> About this task:
Answer with the number of lines in the listing below that contain the word "Some", and nothing else.

> Data under study:
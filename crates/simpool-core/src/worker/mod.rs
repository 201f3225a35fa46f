//! Worker-side execution loop.
//!
//! A [`WorkerClient`] owns one channel pair and moves through
//! `WaitingForJob -> Running -> Reporting` for every job it receives.
//! Execution failures are captured as data; only transport, protocol and
//! serialization faults end the loop.

mod heartbeat;
mod native;
mod session;

use std::any::Any;
use std::io::{Read, Write};
use std::panic::{AssertUnwindSafe, catch_unwind};
use std::sync::Arc;
use std::time::Duration;

use tracing::{debug, info};

use crate::config::DEFAULT_HEARTBEAT_INTERVAL;
use crate::error::{Error, Result};
use crate::ipc::{Channel, JobOutput, JobSpec, Request, Response};
use crate::runnable::{CancelSignal, Registry, Runnable, redirect_storage};
use crate::storage::StorageRedirect;

pub use heartbeat::Heartbeat;
pub use native::NativeServer;
pub use session::{Session, load_catalog};

/// Where a worker is in its job cycle.
#[derive(Debug, Clone, Copy, PartialEq, Eq)]
pub enum WorkerState {
    WaitingForJob,
    Running,
    Reporting,
}

/// Counters reported when the loop ends.
#[derive(Debug, Clone, Copy, Default, PartialEq, Eq)]
pub struct WorkerStats {
    pub jobs: usize,
    pub failed_jobs: usize,
    pub runs: usize,
    pub reads: usize,
}

/// Object-codec worker bound to one channel pair.
pub struct WorkerClient<R, W: Write + Send + 'static> {
    channel: Channel<R, W>,
    registry: Arc<Registry>,
    session: Session,
    heartbeat_interval: Duration,
    cancel: CancelSignal,
    state: WorkerState,
}

impl<R: Read, W: Write + Send + 'static> WorkerClient<R, W> {
    pub fn new(channel: Channel<R, W>, registry: Arc<Registry>) -> Self {
        Self {
            channel,
            session: Session::new(Arc::clone(&registry), Vec::new()),
            registry,
            heartbeat_interval: DEFAULT_HEARTBEAT_INTERVAL,
            cancel: CancelSignal::new(),
            state: WorkerState::WaitingForJob,
        }
    }

    pub fn with_heartbeat_interval(mut self, interval: Duration) -> Self {
        self.heartbeat_interval = interval;
        self
    }

    /// Simulations addressable by `Run` commands.
    pub fn with_catalog(mut self, catalog: Vec<JobSpec>) -> Self {
        self.session = Session::new(Arc::clone(&self.registry), catalog);
        self
    }

    /// Signal handed to every runnable this worker executes.
    pub fn cancel_signal(&self) -> CancelSignal {
        self.cancel.clone()
    }

    pub fn state(&self) -> WorkerState {
        self.state
    }

    pub fn session(&self) -> &Session {
        &self.session
    }

    fn transition(&mut self, next: WorkerState) {
        debug!(from = ?self.state, to = ?next, "worker state");
        self.state = next;
    }

    /// Serve commands until the orchestrator closes the channel.
    pub fn serve(&mut self) -> Result<WorkerStats> {
        let mut stats = WorkerStats::default();
        loop {
            self.transition(WorkerState::WaitingForJob);
            let request = match self.channel.wait_for_command() {
                Ok(request) => request,
                Err(Error::ChannelClosed) => {
                    info!(jobs = stats.jobs, "channel closed, worker exiting");
                    return Ok(stats);
                }
                Err(e) => return Err(e),
            };

            match request {
                Request::Job(spec) => {
                    stats.jobs += 1;
                    if !self.run_job(&spec)? {
                        stats.failed_jobs += 1;
                    }
                }
                Request::Run(command) => {
                    stats.runs += 1;
                    let response = match self.session.run(&command, &self.cancel) {
                        Ok(()) => Response::Finished,
                        Err(e) => Response::Failed {
                            message: format!("{:#}", e),
                        },
                    };
                    self.channel.send(&response)?;
                }
                Request::Read(command) => {
                    stats.reads += 1;
                    let response = match self.session.read(&command) {
                        Ok(table) => Response::Table(table),
                        Err(e) => Response::Failed { message: e.to_string() },
                    };
                    self.channel.send(&response)?;
                }
            }
        }
    }

    /// Execute one job and send its output. Returns whether it succeeded.
    fn run_job(&mut self, spec: &JobSpec) -> Result<bool> {
        self.transition(WorkerState::Running);
        info!(job = %spec.id, kind = %spec.kind, name = %spec.name, "job started");

        let mut runnable = match self.registry.build(spec) {
            Ok(runnable) => runnable,
            Err(e) => {
                self.transition(WorkerState::Reporting);
                let output = JobOutput::failed(&spec.id, e.to_string());
                self.channel.send(&Response::Output(output))?;
                return Ok(false);
            }
        };

        let redirect = Arc::new(StorageRedirect::new());
        if let Some(Some(_previous)) = redirect_storage(runnable.as_mut(), redirect.clone()) {
            debug!(job = %spec.id, "detached local store");
        }

        let heartbeat = Heartbeat::start(
            self.channel.writer(),
            spec.id.clone(),
            runnable.progress(),
            self.heartbeat_interval,
        );
        let error_message = run_guarded(runnable.as_mut(), &self.cancel).err();

        self.transition(WorkerState::Reporting);
        let (report_rows, data_tables) = match redirect.drain() {
            Ok(captured) => captured,
            Err(e) => {
                heartbeat.finish(&Response::Output(JobOutput::failed(&spec.id, e.to_string())))?;
                return Ok(false);
            }
        };
        let output = JobOutput {
            job_id: spec.id.clone(),
            error_message,
            report_rows,
            data_tables,
        };
        let succeeded = output.succeeded();
        info!(
            job = %spec.id,
            succeeded,
            rows = output.report_rows.len(),
            "job finished"
        );
        heartbeat.finish(&Response::Output(output))?;
        Ok(succeeded)
    }
}

/// Run a runnable, turning errors and panics into error text.
pub fn run_guarded(runnable: &mut dyn Runnable, cancel: &CancelSignal) -> std::result::Result<(), String> {
    match catch_unwind(AssertUnwindSafe(|| runnable.run(cancel))) {
        Ok(Ok(())) => Ok(()),
        Ok(Err(e)) => Err(format!("{:#}", e)),
        Err(payload) => Err(format!("{} panicked: {}", runnable.name(), panic_message(payload.as_ref()))),
    }
}

fn panic_message(payload: &(dyn Any + Send)) -> String {
    if let Some(s) = payload.downcast_ref::<&str>() {
        s.to_string()
    } else if let Some(s) = payload.downcast_ref::<String>() {
        s.clone()
    } else {
        "unknown panic".to_string()
    }
}

#[cfg(test)]
mod tests {
    use super::*;
    use crate::runnable::{FailingJob, NoopJob};

    #[test]
    fn test_run_guarded_captures_errors_and_panics() {
        let cancel = CancelSignal::new();
        assert!(run_guarded(&mut NoopJob::new("n"), &cancel).is_ok());

        let mut failing = FailingJob::new("f");
        failing.apply_override("[Fail].Message", "bad soil").unwrap();
        assert_eq!(run_guarded(&mut failing, &cancel).unwrap_err(), "bad soil");

        let mut panicking = FailingJob::new("p");
        panicking.apply_override("[Fail].Panic", "true").unwrap();
        let message = run_guarded(&mut panicking, &cancel).unwrap_err();
        assert!(message.contains("p panicked"));
    }
}
//! Explicit registry mapping job kinds to runnable factories.

use rustc_hash::FxHashMap;

use crate::error::{Error, Result};
use crate::ipc::JobSpec;

use super::{ClockSimulation, FailingJob, NoopJob, Runnable};

/// Builds a fresh runnable for a job.
pub type Factory = Box<dyn Fn(&JobSpec) -> Box<dyn Runnable> + Send + Sync>;

/// Kinds a worker knows how to materialize.
///
/// Passed to the worker at startup; nothing is looked up globally.
#[derive(Default)]
pub struct Registry {
    factories: FxHashMap<String, Factory>,
}

impl Registry {
    pub fn new() -> Self {
        Self::default()
    }

    /// Registry with `noop`, `clock` and `fail`.
    pub fn with_builtins() -> Self {
        let mut registry = Self::new();
        registry.register("noop", |spec| Box::new(NoopJob::new(&spec.name)));
        registry.register("clock", |spec| Box::new(ClockSimulation::new(&spec.name)));
        registry.register("fail", |spec| Box::new(FailingJob::new(&spec.name)));
        registry
    }

    /// Register (or replace) the factory for `kind`.
    pub fn register<F>(&mut self, kind: impl Into<String>, factory: F)
    where
        F: Fn(&JobSpec) -> Box<dyn Runnable> + Send + Sync + 'static,
    {
        self.factories.insert(kind.into(), Box::new(factory));
    }

    pub fn contains(&self, kind: &str) -> bool {
        self.factories.contains_key(kind)
    }

    /// Registered kinds, sorted.
    pub fn kinds(&self) -> Vec<&str> {
        let mut kinds: Vec<&str> = self.factories.keys().map(String::as_str).collect();
        kinds.sort_unstable();
        kinds
    }

    /// Materialize `spec` and apply its overrides.
    pub fn build(&self, spec: &JobSpec) -> Result<Box<dyn Runnable>> {
        let factory = self
            .factories
            .get(&spec.kind)
            .ok_or_else(|| Error::UnknownKind(spec.kind.clone()))?;
        let mut runnable = factory(spec);
        for replacement in &spec.overrides {
            runnable.apply_override(&replacement.path, &replacement.value)?;
        }
        Ok(runnable)
    }
}

#[cfg(test)]
mod tests {
    use super::*;

    #[test]
    fn test_builtins_registered() {
        let registry = Registry::with_builtins();
        assert_eq!(registry.kinds(), vec!["clock", "fail", "noop"]);
    }

    #[test]
    fn test_unknown_kind() {
        let registry = Registry::new();
        assert!(matches!(
            registry.build(&JobSpec::new("wheat", "w")),
            Err(Error::UnknownKind(kind)) if kind == "wheat"
        ));
    }

    #[test]
    fn test_build_applies_overrides() {
        let registry = Registry::with_builtins();
        let spec = JobSpec::new("clock", "Sim").with_override("[Clock].StartDate", "not-a-date");
        assert!(matches!(registry.build(&spec), Err(Error::Override { .. })));

        let spec = JobSpec::new("noop", "n").with_override("[Clock].StartDate", "2020-01-01");
        assert!(registry.build(&spec).is_err());
    }
}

> Completed task:
3